Our group has enjoyed two more successes with differential privacy and multi-armed bandits algorithms. The first extends Thompson sampling to stochastic bandits with feedback from a graph and the second improves the privacy of adversarial bandits with two simple heuristic.
Both work have been accepted for publication at the thirty-first AAAI Conference on Artificial Intelligence (AAAI-17) to be held in San Francisco on February 2017.
Here are the details:
- Thompson Sampling For Stochastic Bandits with Graph Feedback
- Aristide Tossou, Christos Dimitrakakis and Devdatt Dubhashi
We present a novel extension of Thompson Sampling for stochastic sequential decision problems with graph feedback, even when the graph structure itself is unknown and/or changing. We provide theoretical guarantees on the Bayesian regret of the algorithm, linking its performance to the underlying properties of the graph. Thompson Sampling has the advantage of being applicable without the need to construct complicated upper confidence bounds for different problems.
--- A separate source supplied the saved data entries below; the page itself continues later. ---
//! Loading images from disk into [`PixelSet`]s.
//!
//! Images are converted to 8-bit RGB (any alpha channel is dropped) and
//! shrunk so that neither side exceeds [`MAX_DIMENSION`] pixels.

use crate::{Error, PixelSet, Result};

use std::path::Path;

use image::{imageops::FilterType, ImageReader, RgbImage};

/// Images with a side longer than this are downscaled before clustering.
pub const MAX_DIMENSION: u32 = 1024;

/// Computes the size an image is resampled to so that its longer side is at most `max_dimension`.
///
/// The longer side becomes exactly `max_dimension` and the shorter side is scaled by the
/// same ratio, rounded down but never below `1`.
#[must_use]
pub fn target_dimensions((width, height): (u32, u32), max_dimension: u32) -> (u32, u32) {
    let larger = width.max(height);
    if larger <= max_dimension {
        return (width, height);
    }

    #[allow(clippy::cast_possible_truncation)]
    let scale = |side: u32| {
        ((u64::from(side) * u64::from(max_dimension)) / u64::from(larger)).max(1) as u32
    };

    (scale(width), scale(height))
}

/// Shrinks the image with a Lanczos filter if its longer side exceeds [`MAX_DIMENSION`],
/// preserving the aspect ratio. Smaller images are returned unchanged.
#[must_use]
pub fn downscale(image: RgbImage) -> RgbImage {
    let (width, height) = target_dimensions(image.dimensions(), MAX_DIMENSION);
    if (width, height) == image.dimensions() {
        image
    } else {
        log::debug!(
            "resampling {}x{} image to {width}x{height}",
            image.width(),
            image.height()
        );
        image::imageops::resize(&image, width, height, FilterType::Lanczos3)
    }
}

/// Opens and decodes the image at `path`, converted to RGB and downscaled.
///
/// The format is detected from the file contents, so the extension may be wrong or missing.
///
/// # Errors
/// Returns [`Error::MissingInput`] if the path does not exist,
/// [`Error::Decode`] if the file is not a supported image,
/// or [`Error::Io`] if it cannot be read.
pub fn load_image(path: impl AsRef<Path>) -> Result<RgbImage> {
    let path = path.as_ref();
    if !path.exists() {
        return Err(Error::MissingInput { path: path.to_owned() });
    }

    let image = ImageReader::open(path)
        .and_then(ImageReader::with_guessed_format)
        .map_err(|err| Error::from_io(path.to_owned(), err))?
        .decode()
        .map_err(|err| Error::from_image(path.to_owned(), err))?;
    log::debug!(
        "decoded {} ({}x{})",
        path.display(),
        image.width(),
        image.height()
    );

    Ok(downscale(image.into_rgb8()))
}

/// Loads the pixels of the image at `path`, ready to be clustered.
///
/// # Errors
/// See [`load_image`]. Also fails with [`Error::TooManyPixels`], although downscaling
/// keeps every loaded image well below that limit.
pub fn load_pixels(path: impl AsRef<Path>) -> Result<PixelSet> {
    let image = load_image(path)?;
    Ok(PixelSet::try_from(&image)?)
}

#[cfg(test)]
#[allow(clippy::unwrap_used)]
mod tests {
    use super::*;
    use image::{Rgb, Rgba, RgbaImage};
    use palette::Srgb;
    use tempfile::tempdir;

    #[allow(clippy::cast_possible_truncation)]
    fn gradient(width: u32, height: u32) -> RgbImage {
        RgbImage::from_fn(width, height, |x, y| {
            Rgb([(x * 255 / width) as u8, (y * 255 / height) as u8, 128])
        })
    }

    #[test]
    fn target_dimensions_within_bound() {
        assert_eq!(target_dimensions((4, 4), 1024), (4, 4));
        assert_eq!(target_dimensions((1024, 700), 1024), (1024, 700));
    }

    #[test]
    fn target_dimensions_preserve_aspect_ratio() {
        assert_eq!(target_dimensions((2048, 1024), 1024), (1024, 512));
        assert_eq!(target_dimensions((1000, 3000), 1024), (341, 1024));
        assert_eq!(target_dimensions((5000, 2), 1024), (1024, 1));
    }

    #[test]
    fn small_image_is_unchanged() {
        let dir = tempdir().unwrap();
        let path = dir.path().join("small.png");
        let image = gradient(40, 30);
        image.save(&path).unwrap();

        let loaded = load_image(&path).unwrap();
        assert_eq!(loaded, image);

        let pixels = load_pixels(&path).unwrap();
        assert_eq!(pixels.len(), 40 * 30);
    }

    #[test]
    fn large_image_is_downscaled() {
        let dir = tempdir().unwrap();
        let path = dir.path().join("wide.png");
        gradient(2500, 1250).save(&path).unwrap();

        let loaded = load_image(&path).unwrap();
        assert_eq!(loaded.dimensions(), (1024, 512));

        let pixels = load_pixels(&path).unwrap();
        assert_eq!(pixels.len(), 1024 * 512);
    }

    #[test]
    fn alpha_is_dropped() {
        let dir = tempdir().unwrap();
        let path = dir.path().join("alpha.png");
        RgbaImage::from_pixel(3, 3, Rgba([10, 20, 30, 0]))
            .save(&path)
            .unwrap();

        let pixels = load_pixels(&path).unwrap();
        assert_eq!(pixels.len(), 9);
        assert!(pixels.iter().all(|&p| p == Srgb::new(10, 20, 30)));
    }

    #[test]
    fn missing_file() {
        let dir = tempdir().unwrap();
        let path = dir.path().join("nope.png");
        let err = load_pixels(&path).unwrap_err();
        assert!(matches!(err, Error::MissingInput { .. }));
        assert!(err.to_string().contains("nope.png"));
    }

    #[test]
    fn format_is_read_from_contents() {
        let dir = tempdir().unwrap();
        let image = RgbImage::from_pixel(4, 4, Rgb([255, 0, 0]));

        let png = dir.path().join("red.png");
        image.save(&png).unwrap();

        for name in ["red.jpg", "red", "red.PNG.bak"] {
            let path = dir.path().join(name);
            std::fs::copy(&png, &path).unwrap();

            let pixels = load_pixels(&path).unwrap();
            assert_eq!(pixels.len(), 16);
            assert!(pixels.iter().all(|&p| p == Srgb::new(255, 0, 0)));
        }
    }

    #[test]
    fn undecodable_file() {
        let dir = tempdir().unwrap();

        let path = dir.path().join("garbage.png");
        std::fs::write(&path, b"this is not an image").unwrap();
        assert!(matches!(load_pixels(&path), Err(Error::Decode { .. })));

        let path = dir.path().join("notes.txt");
        std::fs::write(&path, b"plain text").unwrap();
        assert!(matches!(load_pixels(&path), Err(Error::Decode { .. })));
    }
}
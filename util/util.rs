#![allow(dead_code)]

use std::{
    path::{Path, PathBuf},
    sync::OnceLock,
};

use image::{Rgb, RgbImage};
use rand::{Rng, SeedableRng};
use rand_xoshiro::Xoroshiro128PlusPlus;
use swatchbook::{loader, PixelSet};

/// Directory of extra benchmark images, read if set.
pub const IMAGE_DIR_VAR: &str = "SWATCHBOOK_BENCH_IMAGES";

pub fn load_images(images: &[PathBuf]) -> Vec<(String, PixelSet)> {
    images
        .iter()
        .map(|path| {
            loader::load_pixels(path).map(|pixels| {
                (
                    path.file_name().unwrap().to_owned().into_string().unwrap(),
                    pixels,
                )
            })
        })
        .collect::<Result<_, _>>()
        .expect("loaded each image")
}

pub fn load_image_dir(dir: impl AsRef<Path>) -> Vec<(String, PixelSet)> {
    let mut paths = std::fs::read_dir(dir)
        .expect("read img directory")
        .collect::<Result<Vec<_>, _>>()
        .expect("read each file")
        .iter()
        .map(std::fs::DirEntry::path)
        .collect::<Vec<_>>();

    paths.sort();

    load_images(&paths)
}

/// A smooth two-axis gradient: many distinct colors, few sharp clusters.
pub fn gradient(width: u32, height: u32) -> RgbImage {
    RgbImage::from_fn(width, height, |x, y| {
        let r = x * 255 / width.max(1);
        let g = y * 255 / height.max(1);
        let b = 255 - (r + g) / 2;
        Rgb([r as u8, g as u8, b as u8])
    })
}

/// A handful of flat colors with seeded noise on top.
pub fn noisy_blocks(width: u32, height: u32, seed: u64) -> RgbImage {
    const BASE: [[u8; 3]; 6] = [
        [200, 40, 40],
        [40, 160, 60],
        [30, 60, 200],
        [230, 220, 90],
        [20, 20, 20],
        [240, 240, 240],
    ];

    let mut rng = Xoroshiro128PlusPlus::seed_from_u64(seed);
    RgbImage::from_fn(width, height, |x, y| {
        let base = BASE[((x / 64 + y / 64) as usize) % BASE.len()];
        Rgb(base.map(|c| c.saturating_add_signed(rng.gen_range(-12..=12))))
    })
}

fn synthetic_images() -> Vec<(String, PixelSet)> {
    [
        ("gradient_1024x768".to_owned(), gradient(1024, 768)),
        ("blocks_1024x1024".to_owned(), noisy_blocks(1024, 1024, 7)),
        ("blocks_2048x1536".to_owned(), noisy_blocks(2048, 1536, 11)),
    ]
    .into_iter()
    .map(|(name, image)| {
        let image = loader::downscale(image);
        (name, PixelSet::try_from(&image).unwrap())
    })
    .collect()
}

static BENCH_IMAGES: OnceLock<Vec<(String, PixelSet)>> = OnceLock::new();

pub fn load_bench_images() -> Vec<(String, PixelSet)> {
    let mut images = synthetic_images();
    if let Some(dir) = std::env::var_os(IMAGE_DIR_VAR) {
        images.extend(load_image_dir(dir));
    }
    images
}

pub fn bench_images() -> &'static [(String, PixelSet)] {
    BENCH_IMAGES.get_or_init(load_bench_images)
}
We illustrate its performance through extensive experimental results on real and simulated networks with graph feedback. More specifically, we tested our algorithms on power law, planted partitions and Erdos–Renyi graphs, as well as on graphs derived from Facebook and Flixster data. These all show that our algorithms clearly outperform related methods that employ upper confidence bounds, even if the latter use more information about the graph.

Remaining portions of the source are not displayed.